¿Cómo erradicó Inglaterra la violencia en sus estadios?

Chris Whalley, director de Seguridad en Estadios de la Asociación de Fútbol de Inglaterra, dio las claves de cómo en el fútbol británico se pudo combatir ante los hooligans.


Un problema latente en el fútbol sudamericano en las últimas décadas ha sido la violencia dentro de los estadios, producto del accionar de las barras bravas. En ese sentido, un precedente interesante de analizar es lo que ocurrió en Inglaterra para erradicar a los hooligans, en lo que ha sido una lucha que sigue en pie en el fútbol de dicho país.

En ese sentido, una de las figuras claves en el control de este tipo de incidentes ha sido Chris Whalleydirector de Seguridad en Estadios de la Asociación de Fútbol de Inglaterra y experto británico en seguridad en el fútbol desde 1990, quien se encuentra en Argentina y conversó acerca del método que empleó su país para combatir esta problemática.

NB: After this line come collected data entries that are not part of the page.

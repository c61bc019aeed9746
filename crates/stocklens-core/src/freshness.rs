//! Human-readable age labels for cached history payloads.

use crate::source::DataSource;

const MINUTE: i64 = 60;
const HOUR: i64 = 60 * 60;
const DAY: i64 = 24 * 60 * 60;

/// Relative-age label for a cached payload.
///
/// Produced only when `source` is [`DataSource::Cache`] and a fetch time is
/// known; live and demo payloads carry no age. `now` and `fetched_at` are
/// unix seconds; a `fetched_at` in the future is treated as age zero.
pub fn freshness_text(source: DataSource, fetched_at: Option<i64>, now: i64) -> Option<String> {
    if source != DataSource::Cache {
        return None;
    }
    let fetched_at = fetched_at?;

    let age = (now - fetched_at).max(0);
    Some(age_label(age))
}

fn age_label(age_seconds: i64) -> String {
    if age_seconds < MINUTE {
        return String::from("just now");
    }

    let minutes = age_seconds / MINUTE;
    if minutes < 60 {
        return format!("{minutes} {} ago", pluralize(minutes, "minute"));
    }

    let hours = age_seconds / HOUR;
    if hours < 24 {
        return format!("{hours} {} ago", pluralize(hours, "hour"));
    }

    let days = age_seconds / DAY;
    format!("{days} {} ago", pluralize(days, "day"))
}

fn pluralize(count: i64, unit: &str) -> String {
    if count == 1 {
        unit.to_owned()
    } else {
        format!("{unit}s")
    }
}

"Fue un trabajo en equipo largo y complicado, que aún continúa. Todos los involucrados coincidían y coinciden: Ni a los clubes, ni a los hinchas pacíficos, ni a la policía, ni al gobierno le interesa que hayan violentos en los estadios. Hay un fuerte compromiso en luchar contra el mal comportamiento", esgrimió en diálogo con La Nación de Argentina.

Un momento clave para comenzar a erradicar los focos de violencia en los recintos deportivos fue la tragedia de Hillsborough, ocurrida el 15 de abril de 1989, cuando 96 personas murieron aplastadas contra las vallas del estadio de Hillsborough en Sheffield, durante un encuentro entre el Liverpool y el Nottingham Forest, por las semifinales de la Copa de la FA Cup.

A pesar de que las causas de aquel incidente (según la investigación) no fueron por culpa del comportamiento de los hinchas, sino por el exceso del aforo, el hecho permitió realizar una serie de cambios en el fútbol inglés.

"La gente comprendió que la situación debía cambiar. Decidimos desmantelar las rejas y los alambrados para cuidar la integridad de los espectadores. Desde entonces, la gente puede pasar al campo de juego, pero es un delito. El que lo hace, sabe que hay personal de seguridad que los identifica, los sanciona y los excluye. Lo positivo es que así tenemos estadios más amigables, con más comodidad, y el ambiente es menos amenazante y más respetuoso. La mayoría se porta bien", detalló Whalley.

El directivo detalló por otro lado el rigor y los castigos que se deben aplicar en contra de quienes no tengan un comportamiento adecuado en un estadio.
"Nos costó encontrar una ley que fuera efectiva, pero lo logramos. Incluyó la exclusión de los delincuentes de los estadios. Y con esta medida tuvimos mucho éxito: el que hace algo inadecuado no entra más, por un período mínimo de tres años. Y no pueden ir nunca más al exterior cuando juega la selección. Ni al Mundial ni a la Eurocopa", informó.

Sin embargo, una arista no menor que en Sudamérica ha atentado en contra de una ley efectiva para ser aplicada en contra de las barras bravas ha sido los constantes vínculos de parte de las directivas de los clubes con los hinchas, con entrega de entradas y otros implementos, además de la pasividad por parte de los gobiernos con la que se ha atacado el problema.

Frente a esto, Whalley dijo que "en ese contexto no hay solución. Lo más importante es excluir a los vándalos. Si los delincuentes pueden asistir a los estadios, no hay solución posible. Todos los involucrados tienen que estar de acuerdo para erradicar a las barras, si no, no es posible".

El directivo además refuerza su teoría de que la única solución para erradicar la violencia es no permitir el acceso a quienes se portan mal porque comentando que "la exclusión de los estadios es lo que más le duele al hincha. Son fanáticos y quieren ir a los partidos. No les queda otra que portarse bien".

En cuanto a otros métodos de poder combatir la violencia en los estadios, como sucede en Argentina que no permite el ingreso a los recintos de los hinchas de los cuadros visitantes, Whalley respondió que "tal vez sea una buena solución para ellos, pero no para Inglaterra. Parte del evento es la rivalidad y el clima de las 2 hinchadas".

Para finalizar, el director de Seguridad en los Estadios de Inglaterra reconoció que el tema de la violencia es complejo porque este fenómeno existe en la sociedad misma.

"En una asistencia de 50.000 personas, es lógico que haya un porcentaje de violentos. Pero si el club puede controlar el acceso al estadio, también puede controlar el comportamiento dentro. Y si unas personas no respetan las reglas, el club tiene derecho a echarlos. Eso ocurre en Inglaterra", concluyó.